Entretanto, uma série que envolve sexo, violência e intrigas, não se faz sozinha. É preciso, por tanto, um elenco composto de atores esteticamente bem dotados, aliado a um figurino provocante, para assim fazer a mágica acontecer. Isso fica evidente nas cenas protagonizadas por Jonathan Rhys Meyers, que interpreta o jovem rei. O tipo de homem que pela manhã dorme com sua amante e em algumas noites com sua própria esposa, apenas para fazer um herdeiro para a coroa. Um dos aspectos mais caricatos de Meyers é que ele não faz exatamente o estereótipo de soberano que estamos acostumados a ver. Diferentemente do verdadeiro Henrique VIII, que era a pessoa mais alta da corte, Jonathan não se sobressai pela sua estatura; cabelos ruivos e lábios pequenos, ele não os possui. Porém, sua atuação brilhante consegue dar magnetismo ao papel que interpreta. Ele consegue captar perfeitamente todo o ardor da juventude de Henrique, assim como sua paixão pelos esportes, mulheres e pela guerra.

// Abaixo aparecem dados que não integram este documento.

// SPDX-License-Identifier: MPL-2.0
//! Container styles.

use crate::ui::design_tokens::{opacity, palette, radius};
use iced::widget::container;
use iced::{Background, Border, Color, Theme};

/// Viewport background behind the items.
pub fn viewport(_theme: &Theme) -> container::Style {
    container::Style {
        background: Some(Background::Color(palette::GRAY_900)),
        ..Default::default()
    }
}

/// Indicator segment fill; active segments use the brand color.
pub fn segment(is_active: bool) -> impl Fn(&Theme) -> container::Style {
    move |_theme: &Theme| {
        let color = if is_active {
            palette::PRIMARY_500
        } else {
            Color {
                a: opacity::INDICATOR_IDLE,
                ..palette::WHITE
            }
        };
        container::Style {
            background: Some(Background::Color(color)),
            border: Border {
                radius: radius::FULL.into(),
                ..Default::default()
            },
            ..Default::default()
        }
    }
}

/// Unfilled part of the progress indicator.
pub fn progress_track(_theme: &Theme) -> container::Style {
    container::Style {
        background: Some(Background::Color(Color {
            a: opacity::OVERLAY_SUBTLE,
            ..palette::WHITE
        })),
        border: Border {
            radius: radius::SM.into(),
            ..Default::default()
        },
        ..Default::default()
    }
}

/// Filled part of the progress indicator.
pub fn progress_fill(_theme: &Theme) -> container::Style {
    container::Style {
        background: Some(Background::Color(palette::PRIMARY_500)),
        border: Border {
            radius: radius::SM.into(),
            ..Default::default()
        },
        ..Default::default()
    }
}

/// Pill behind the fraction indicator and caption text.
///
/// A focused indicator gets a brand-colored outline.
pub fn label(focused: bool) -> impl Fn(&Theme) -> container::Style {
    move |_theme: &Theme| container::Style {
        background: Some(Background::Color(Color {
            a: opacity::OVERLAY_MEDIUM,
            ..palette::BLACK
        })),
        text_color: Some(palette::WHITE),
        border: Border {
            color: if focused {
                palette::PRIMARY_400
            } else {
                Color::TRANSPARENT
            },
            width: if focused { 1.0 } else { 0.0 },
            radius: radius::MD.into(),
        },
        ..Default::default()
    }
}
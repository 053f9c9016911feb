// SPDX-License-Identifier: MPL-2.0
//! Transition animator.
//!
//! Turns an index change into a timed visual transition and guarantees that
//! only the latest requested transition ever completes.
//!
//! # Lifecycle
//!
//! ```text
//! idle ──request──▶ in flight (exiting + entering) ──completion timer──▶ idle
//! ```
//!
//! Effects that need a discrete restart (slide, zoom, reveal, flip) go
//! through `Rest → Armed → Animating`: the start pose is held until the host
//! reports one presented frame, so the start and animated poses never merge
//! into a single paint. Fade and track motion animate right away.
//!
//! # Cancellation
//!
//! Every request bumps a [`Generation`]. The completion timer and the armed
//! frame request both carry the generation they were issued for; a callback
//! with a stale generation is ignored. Superseded timers are also cancelled
//! outright, so a stale completion can only come from a host replaying an
//! old token.

use super::timer::{TimerHandle, TimerKind, TimerQueue};
use crate::domain::{Direction, TransitionDuration, TransitionKind};
use std::time::Duration;

/// Starting scale of an entering item in the zoom effect.
const ZOOM_START_SCALE: f32 = 1.15;

/// Monotonic token identifying one transition request.
#[derive(Debug, Clone, Copy, PartialEq, Eq, PartialOrd, Ord, Hash, Default)]
pub struct Generation(u64);

impl Generation {
    #[must_use]
    pub fn value(self) -> u64 {
        self.0
    }

    fn next(self) -> Self {
        Self(self.0 + 1)
    }
}

/// Three-phase cycle used to force an animation restart.
#[derive(Debug, Clone, Copy, PartialEq, Eq, Default)]
pub enum Cycle {
    /// Nothing in flight.
    #[default]
    Rest,
    /// Start pose applied, waiting for one presented frame.
    Armed,
    /// Interpolating towards the end pose.
    Animating,
}

/// How the host renders index changes.
#[derive(Debug, Clone, Copy, PartialEq, Eq, Default)]
pub enum Motion {
    /// Stacked layers, outgoing and incoming mounted together.
    #[default]
    Layered,
    /// One continuous track translated by index (carousel slide).
    Track,
}

/// Snapshot of the in-flight transition.
///
/// While in flight, the `from` side is exiting and the `to` side is entering,
/// concurrently.
#[derive(Debug, Clone, Copy, PartialEq, Eq)]
pub struct TransitionState {
    pub from_index: usize,
    pub to_index: usize,
    pub direction: Direction,
    pub cycle: Cycle,
    pub generation: Generation,
}

/// Emitted when a transition is requested.
#[derive(Debug, Clone, Copy, PartialEq, Eq)]
pub struct TransitionStarted {
    pub from: usize,
    pub to: usize,
    pub direction: Direction,
    pub generation: Generation,
}

/// Emitted exactly once per transition that was not superseded.
#[derive(Debug, Clone, Copy, PartialEq, Eq)]
pub struct TransitionCompleted {
    pub index: usize,
    pub generation: Generation,
}

/// Role of a mounted layer.
#[derive(Debug, Clone, Copy, PartialEq, Eq)]
pub enum LayerRole {
    /// Displayed item with nothing in flight.
    Resting,
    /// Outgoing item of an in-flight transition.
    Exiting,
    /// Incoming item of an in-flight transition.
    Entering,
}

/// Computed pose of one mounted item.
#[derive(Debug, Clone, Copy, PartialEq)]
pub struct LayerVisual {
    pub index: usize,
    pub role: LayerRole,
    /// 0.0 (transparent) to 1.0 (opaque).
    pub opacity: f32,
    /// Horizontal offset in percent of the viewport width.
    pub translate_x_percent: f32,
    /// Uniform scale factor.
    pub scale: f32,
    /// Visible share of the layer in percent, revealed from the leading edge.
    pub reveal_percent: f32,
    /// Rotation around the vertical axis in degrees.
    pub rotate_y_degrees: f32,
}

impl LayerVisual {
    fn at_rest(index: usize, role: LayerRole) -> Self {
        Self {
            index,
            role,
            opacity: 1.0,
            translate_x_percent: 0.0,
            scale: 1.0,
            reveal_percent: 100.0,
            rotate_y_degrees: 0.0,
        }
    }
}

#[derive(Debug, Clone)]
struct InFlight {
    state: TransitionState,
    /// Item mounted under the incoming one, if any.
    outgoing: Option<usize>,
    completion: TimerHandle,
    armed_frame: Option<Generation>,
    animating_since: Option<Duration>,
}

#[derive(Debug, Clone)]
pub struct TransitionAnimator {
    kind: TransitionKind,
    motion: Motion,
    duration: TransitionDuration,
    generation: Generation,
    displayed_index: Option<usize>,
    active_index: Option<usize>,
    in_flight: Option<InFlight>,
}
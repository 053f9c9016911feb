// SPDX-License-Identifier: MPL-2.0
//! Navigation newtypes.
//!
//! This module provides type-safe wrappers for timing and gesture values,
//! ensuring they are always within valid ranges.

use crate::config::defaults::{
    DEFAULT_AUTOPLAY_INTERVAL_MS, DEFAULT_CAROUSEL_TRANSITION_MS, DEFAULT_DRAG_REFERENCE_WIDTH_PX,
    DEFAULT_DRAG_THRESHOLD_PX, MAX_AUTOPLAY_INTERVAL_MS, MAX_DRAG_REFERENCE_WIDTH_PX,
    MAX_DRAG_THRESHOLD_PX, MAX_TRANSITION_MS, MIN_AUTOPLAY_INTERVAL_MS,
    MIN_DRAG_REFERENCE_WIDTH_PX, MIN_DRAG_THRESHOLD_PX, MIN_TRANSITION_MS,
};
use std::time::Duration;

// =============================================================================
// AutoplayInterval
// =============================================================================

/// Delay between two automatic advances, in milliseconds.
///
/// This newtype enforces validity at the type level, ensuring the value
/// is always within the valid range (100 ms – 10 min).
///
/// # Example
///
/// ```
/// use iced_carousel::domain::AutoplayInterval;
///
/// let interval = AutoplayInterval::new(3_000);
/// assert_eq!(interval.millis(), 3_000);
///
/// // Values outside range are clamped
/// let too_fast = AutoplayInterval::new(1);
/// assert_eq!(too_fast.millis(), 100);
/// ```
#[derive(Debug, Clone, Copy, PartialEq, Eq, Hash)]
pub struct AutoplayInterval(u64);

impl AutoplayInterval {
    /// Creates a new interval, clamping to the valid range.
    #[must_use]
    pub fn new(millis: u64) -> Self {
        Self(millis.clamp(MIN_AUTOPLAY_INTERVAL_MS, MAX_AUTOPLAY_INTERVAL_MS))
    }

    /// Returns the interval in milliseconds.
    #[must_use]
    pub fn millis(self) -> u64 {
        self.0
    }

    /// Returns the interval as a Duration.
    #[must_use]
    pub fn as_duration(self) -> Duration {
        Duration::from_millis(self.0)
    }
}

impl Default for AutoplayInterval {
    fn default() -> Self {
        Self(DEFAULT_AUTOPLAY_INTERVAL_MS)
    }
}

// =============================================================================
// TransitionDuration
// =============================================================================

/// Length of one index-change animation, in milliseconds.
///
/// The completion timer of a transition is scheduled exactly this long after
/// the index change is recorded.
#[derive(Debug, Clone, Copy, PartialEq, Eq, Hash)]
pub struct TransitionDuration(u64);

impl TransitionDuration {
    /// Creates a new duration, clamping to the valid range.
    #[must_use]
    pub fn new(millis: u64) -> Self {
        Self(millis.clamp(MIN_TRANSITION_MS, MAX_TRANSITION_MS))
    }

    /// Returns the duration in milliseconds.
    #[must_use]
    pub fn millis(self) -> u64 {
        self.0
    }

    /// Returns the value as a Duration.
    #[must_use]
    pub fn as_duration(self) -> Duration {
        Duration::from_millis(self.0)
    }
}

impl Default for TransitionDuration {
    fn default() -> Self {
        Self(DEFAULT_CAROUSEL_TRANSITION_MS)
    }
}

// =============================================================================
// DragThreshold
// =============================================================================

/// Minimum absolute drag offset, in pixels, that commits a navigation.
///
/// An offset exactly equal to the threshold does not commit.
#[derive(Debug, Clone, Copy, PartialEq)]
pub struct DragThreshold(f32);

impl DragThreshold {
    /// Creates a new threshold, clamping to the valid range.
    ///
    /// Non-finite input falls back to the default.
    #[must_use]
    pub fn new(pixels: f32) -> Self {
        if !pixels.is_finite() {
            return Self::default();
        }
        Self(pixels.clamp(MIN_DRAG_THRESHOLD_PX, MAX_DRAG_THRESHOLD_PX))
    }

    /// Returns the threshold in pixels.
    #[must_use]
    pub fn pixels(self) -> f32 {
        self.0
    }

    /// Returns true if `offset` is far enough from the origin to commit.
    #[must_use]
    pub fn is_exceeded_by(self, offset: f32) -> bool {
        offset.abs() > self.0
    }
}

impl Default for DragThreshold {
    fn default() -> Self {
        Self(DEFAULT_DRAG_THRESHOLD_PX)
    }
}

// =============================================================================
// DragReferenceWidth
// =============================================================================

/// Fixed width used to convert a drag offset into a track percentage.
///
/// The track transform divides by this constant, not by the rendered width,
/// so a drag of `reference` pixels always moves the track by exactly one item.
#[derive(Debug, Clone, Copy, PartialEq)]
pub struct DragReferenceWidth(f32);

impl DragReferenceWidth {
    /// Creates a new reference width, clamping to the valid range.
    ///
    /// Non-finite input falls back to the default.
    #[must_use]
    pub fn new(pixels: f32) -> Self {
        if !pixels.is_finite() {
            return Self::default();
        }
        Self(pixels.clamp(MIN_DRAG_REFERENCE_WIDTH_PX, MAX_DRAG_REFERENCE_WIDTH_PX))
    }

    /// Returns the width in pixels.
    #[must_use]
    pub fn pixels(self) -> f32 {
        self.0
    }
}

impl Default for DragReferenceWidth {
    fn default() -> Self {
        Self(DEFAULT_DRAG_REFERENCE_WIDTH_PX)
    }
}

O sexo, por sua vez, é um dos elementos mais marcantes do episódio (cena: Henrique VIII com sua amante, Bessie Blount).
Ao seu lado, contudo, temos uma esposa calma e devotada ao catolicismo, ansiosa apenas por ser-lhe uma boa consorte em “todos os sentidos”. Assim como Meyers, Maria Doyle Kennedy não tem as mesmas características da real Catarina de Aragão, exceto pelos olhos de um pálido azul. Todavia, ela transparece perfeitamente a essência de sua personagem, sendo uma das atrizes que interpretaram a primeira esposa de Henrique VIII que eu mais gostei. A linhagem real de Catarina não deixava dúvidas quanto ao seu alto nascimento, tal como a do duque de Buckingham (vivido por Steven Waddington). Todavia, diferentemente da rainha, o duque tinha em sua consciência de que ele era o rei de direito e, sendo assim, começa a armar um complô para assassinar o “usurpador”, e assumir ele mesmo o trono. Esse aspecto, por sua vez, foi muito bem demonstrado por Waddington, inclusive as humilhações pelas quais Buckingham passa diante da intransigência de cortesãos como Charles Brandon (Henry Cavill), que deflorou a filha do nobre.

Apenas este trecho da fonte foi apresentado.